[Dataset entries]

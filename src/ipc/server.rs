//! Unix-domain-socket listener for the helper.
//!
//! # Data Flow
//! ```text
//! accept -> spawn connection task -> read JSON line -> dispatch -> write JSON line
//! ```
//!
//! # Design Decisions
//! - One JSON object per line in each direction; connections may pipeline
//!   multiple requests sequentially.
//! - Malformed JSON produces an error response instead of dropping the
//!   connection; only I/O errors end a connection.
//! - A stale socket file from a previous run is removed before binding.

use std::io;
use std::path::{Path, PathBuf};
use std::sync::Arc;

use thiserror::Error;
use tokio::io::{AsyncBufReadExt, AsyncWriteExt, BufReader};
use tokio::net::{UnixListener, UnixStream};
use uuid::Uuid;

use crate::dispatch::Dispatcher;
use crate::ipc::protocol::{Request, Response};
use crate::lifecycle::shutdown::Shutdown;

#[derive(Debug, Error)]
pub enum ServerError {
    #[error("failed to create socket directory {path}: {source}")]
    SocketDir {
        path: PathBuf,
        #[source]
        source: io::Error,
    },

    #[error("failed to bind socket {path}: {source}")]
    Bind {
        path: PathBuf,
        #[source]
        source: io::Error,
    },
}

/// The IPC listener. Owns the socket path and the shared dispatcher.
pub struct IpcServer {
    socket_path: PathBuf,
    dispatcher: Arc<Dispatcher>,
}

impl IpcServer {
    pub fn new(socket_path: impl Into<PathBuf>, dispatcher: Arc<Dispatcher>) -> Self {
        Self {
            socket_path: socket_path.into(),
            dispatcher,
        }
    }

    pub fn socket_path(&self) -> &Path {
        &self.socket_path
    }

    /// Accept connections until the shutdown signal fires, then unlink the
    /// socket. In-flight connection tasks finish their current request on
    /// their own.
    pub async fn run(&self, shutdown: Arc<Shutdown>) -> Result<(), ServerError> {
        if let Some(parent) = self.socket_path.parent() {
            tokio::fs::create_dir_all(parent)
                .await
                .map_err(|e| ServerError::SocketDir {
                    path: parent.to_path_buf(),
                    source: e,
                })?;
        }

        // Stale socket from an unclean previous exit.
        let _ = tokio::fs::remove_file(&self.socket_path).await;

        let listener = UnixListener::bind(&self.socket_path).map_err(|e| ServerError::Bind {
            path: self.socket_path.clone(),
            source: e,
        })?;

        tracing::info!(socket = %self.socket_path.display(), "listening");

        let mut shutdown_rx = shutdown.subscribe();
        loop {
            tokio::select! {
                _ = shutdown_rx.recv() => {
                    tracing::info!("shutdown signal received, closing listener");
                    break;
                }
                accepted = listener.accept() => {
                    match accepted {
                        Ok((stream, _)) => {
                            let dispatcher = Arc::clone(&self.dispatcher);
                            tokio::spawn(async move {
                                let connection_id = Uuid::new_v4();
                                if let Err(e) = handle_connection(stream, dispatcher, connection_id).await {
                                    tracing::warn!(%connection_id, error = %e, "connection ended with error");
                                }
                            });
                        }
                        Err(e) => {
                            tracing::error!(error = %e, "failed to accept connection");
                        }
                    }
                }
            }
        }

        let _ = tokio::fs::remove_file(&self.socket_path).await;
        Ok(())
    }
}

async fn handle_connection(
    stream: UnixStream,
    dispatcher: Arc<Dispatcher>,
    connection_id: Uuid,
) -> io::Result<()> {
    tracing::debug!(%connection_id, "connection opened");

    let (reader, mut writer) = stream.into_split();
    let mut reader = BufReader::new(reader);
    let mut line = String::new();

    loop {
        line.clear();
        let bytes_read = reader.read_line(&mut line).await?;
        if bytes_read == 0 {
            break;
        }
        if line.trim().is_empty() {
            continue;
        }

        let response = match serde_json::from_str::<Request>(&line) {
            Ok(request) => {
                tracing::debug!(
                    %connection_id,
                    client = %request.client_id,
                    operation = %request.operation,
                    "request received"
                );
                dispatcher.handle(&request)
            }
            Err(e) => {
                tracing::warn!(%connection_id, error = %e, "malformed request");
                Response::rejected("VALIDATION_FAILED", &format!("malformed request: {}", e))
            }
        };

        let mut encoded = serde_json::to_string(&response)
            .map_err(|e| io::Error::new(io::ErrorKind::Other, e))?;
        encoded.push('\n');
        writer.write_all(encoded.as_bytes()).await?;
    }

    tracing::debug!(%connection_id, "connection closed");
    Ok(())
}
//! Client side of the helper IPC channel.
//!
//! Used by the control binary and by integration tests. Each call opens a
//! fresh connection, sends one request line and reads one response line.

use std::collections::HashMap;
use std::io;
use std::path::{Path, PathBuf};

use serde_json::Value;
use thiserror::Error;
use tokio::io::{AsyncBufReadExt, AsyncWriteExt, BufReader};
use tokio::net::UnixStream;

use crate::ipc::protocol::{
    Request, Response, OP_BACKUP_HOSTS, OP_GET_STATUS, OP_RESTORE_HOSTS, OP_VALIDATE_HOSTS,
    OP_WRITE_HOSTS,
};

#[derive(Debug, Error)]
pub enum ClientError {
    #[error("failed to connect to {path}: {source}")]
    Connect {
        path: PathBuf,
        #[source]
        source: io::Error,
    },

    #[error("socket I/O failed: {0}")]
    Io(#[from] io::Error),

    #[error("connection closed before a response arrived")]
    ConnectionClosed,

    #[error("failed to encode request: {0}")]
    Encode(#[source] serde_json::Error),

    #[error("failed to decode response: {0}")]
    Decode(#[source] serde_json::Error),
}

/// A thin caller over the helper socket.
pub struct HelperClient {
    socket_path: PathBuf,
    client_id: String,
}

impl HelperClient {
    pub fn new(socket_path: impl Into<PathBuf>, client_id: impl Into<String>) -> Self {
        Self {
            socket_path: socket_path.into(),
            client_id: client_id.into(),
        }
    }

    pub fn socket_path(&self) -> &Path {
        &self.socket_path
    }

    /// Send one request and wait for its response.
    pub async fn call(
        &self,
        operation: &str,
        parameters: HashMap<String, Value>,
    ) -> Result<Response, ClientError> {
        let request = Request::new(operation, &self.client_id, parameters);

        let stream = UnixStream::connect(&self.socket_path)
            .await
            .map_err(|e| ClientError::Connect {
                path: self.socket_path.clone(),
                source: e,
            })?;
        let (reader, mut writer) = stream.into_split();

        let mut encoded = serde_json::to_string(&request).map_err(ClientError::Encode)?;
        encoded.push('\n');
        writer.write_all(encoded.as_bytes()).await?;

        let mut reader = BufReader::new(reader);
        let mut line = String::new();
        let bytes_read = reader.read_line(&mut line).await?;
        if bytes_read == 0 {
            return Err(ClientError::ConnectionClosed);
        }

        serde_json::from_str(&line).map_err(ClientError::Decode)
    }

    pub async fn get_status(&self) -> Result<Response, ClientError> {
        self.call(OP_GET_STATUS, HashMap::new()).await
    }

    pub async fn validate_hosts(&self) -> Result<Response, ClientError> {
        self.call(OP_VALIDATE_HOSTS, HashMap::new()).await
    }

    pub async fn backup_hosts(&self, name: Option<&str>) -> Result<Response, ClientError> {
        let mut parameters = HashMap::new();
        if let Some(name) = name {
            parameters.insert("name".to_string(), Value::from(name));
        }
        self.call(OP_BACKUP_HOSTS, parameters).await
    }

    pub async fn restore_hosts(
        &self,
        backup_id: &str,
        target_path: Option<&str>,
    ) -> Result<Response, ClientError> {
        let mut parameters = HashMap::new();
        parameters.insert("backup_id".to_string(), Value::from(backup_id));
        if let Some(target) = target_path {
            parameters.insert("target_path".to_string(), Value::from(target));
        }
        self.call(OP_RESTORE_HOSTS, parameters).await
    }

    pub async fn write_hosts(&self, entries: Value) -> Result<Response, ClientError> {
        let mut parameters = HashMap::new();
        parameters.insert("entries".to_string(), entries);
        self.call(OP_WRITE_HOSTS, parameters).await
    }
}
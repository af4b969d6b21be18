//! Control CLI for the hosts helper daemon.

use std::path::PathBuf;

use clap::{Parser, Subcommand};
use serde_json::Value;

use hosts_helper::ipc::{HelperClient, Response};

#[derive(Parser)]
#[command(name = "hostsctl")]
#[command(about = "Control CLI for the hosts helper daemon", long_about = None)]
struct Cli {
    #[arg(short, long, default_value = "/run/hosts-helper/helper.sock")]
    socket: PathBuf,

    #[arg(short, long, default_value = "hostsctl")]
    client_id: String,

    #[command(subcommand)]
    command: Commands,
}

#[derive(Subcommand)]
enum Commands {
    /// Show daemon status and counters
    Status,
    /// Check the hosts file for structural problems
    Validate,
    /// Create a backup of the hosts file
    Backup {
        /// Name prefix for the backup id
        #[arg(short, long)]
        name: Option<String>,
    },
    /// Restore a backup over the hosts file
    Restore {
        /// Backup id as reported by `backup` or `status`
        backup_id: String,
        /// Restore somewhere other than the original path
        #[arg(short, long)]
        target: Option<String>,
    },
    /// Replace the hosts file with entries read from a JSON file
    Write {
        /// Path to a JSON array of {ip, hostname, comment?, enabled} objects
        file: PathBuf,
    },
}

#[tokio::main]
async fn main() -> Result<(), Box<dyn std::error::Error>> {
    let cli = Cli::parse();
    let client = HelperClient::new(&cli.socket, cli.client_id.as_str());

    let response = match cli.command {
        Commands::Status => client.get_status().await?,
        Commands::Validate => client.validate_hosts().await?,
        Commands::Backup { name } => client.backup_hosts(name.as_deref()).await?,
        Commands::Restore { backup_id, target } => {
            client.restore_hosts(&backup_id, target.as_deref()).await?
        }
        Commands::Write { file } => {
            let content = std::fs::read_to_string(&file)?;
            let entries: Value = serde_json::from_str(&content)?;
            client.write_hosts(entries).await?
        }
    };

    print_response(&response)?;
    if !response.success {
        std::process::exit(1);
    }
    Ok(())
}

fn print_response(response: &Response) -> Result<(), Box<dyn std::error::Error>> {
    if let Some(error) = &response.error {
        eprintln!("Error: {}", error);
        return Ok(());
    }
    if let Some(data) = &response.data {
        println!("{}", serde_json::to_string_pretty(data)?);
    } else {
        println!("ok");
    }
    Ok(())
}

* Work instruction
In the data above, which lines lie between the line with "the shared dispatcher." and the line with "accepted = listener.accept()", inclusive? Print those lines exactly and nothing else.

* Answer to the exercise
/// The IPC listener. Owns the socket path and the shared dispatcher.
pub struct IpcServer {
    socket_path: PathBuf,
    dispatcher: Arc<Dispatcher>,
}

impl IpcServer {
    pub fn new(socket_path: impl Into<PathBuf>, dispatcher: Arc<Dispatcher>) -> Self {
        Self {
            socket_path: socket_path.into(),
            dispatcher,
        }
    }

    pub fn socket_path(&self) -> &Path {
        &self.socket_path
    }

    /// Accept connections until the shutdown signal fires, then unlink the
    /// socket. In-flight connection tasks finish their current request on
    /// their own.
    pub async fn run(&self, shutdown: Arc<Shutdown>) -> Result<(), ServerError> {
        if let Some(parent) = self.socket_path.parent() {
            tokio::fs::create_dir_all(parent)
                .await
                .map_err(|e| ServerError::SocketDir {
                    path: parent.to_path_buf(),
                    source: e,
                })?;
        }

        // Stale socket from an unclean previous exit.
        let _ = tokio::fs::remove_file(&self.socket_path).await;

        let listener = UnixListener::bind(&self.socket_path).map_err(|e| ServerError::Bind {
            path: self.socket_path.clone(),
            source: e,
        })?;

        tracing::info!(socket = %self.socket_path.display(), "listening");

        let mut shutdown_rx = shutdown.subscribe();
        loop {
            tokio::select! {
                _ = shutdown_rx.recv() => {
                    tracing::info!("shutdown signal received, closing listener");
                    break;
                }
                accepted = listener.accept() => {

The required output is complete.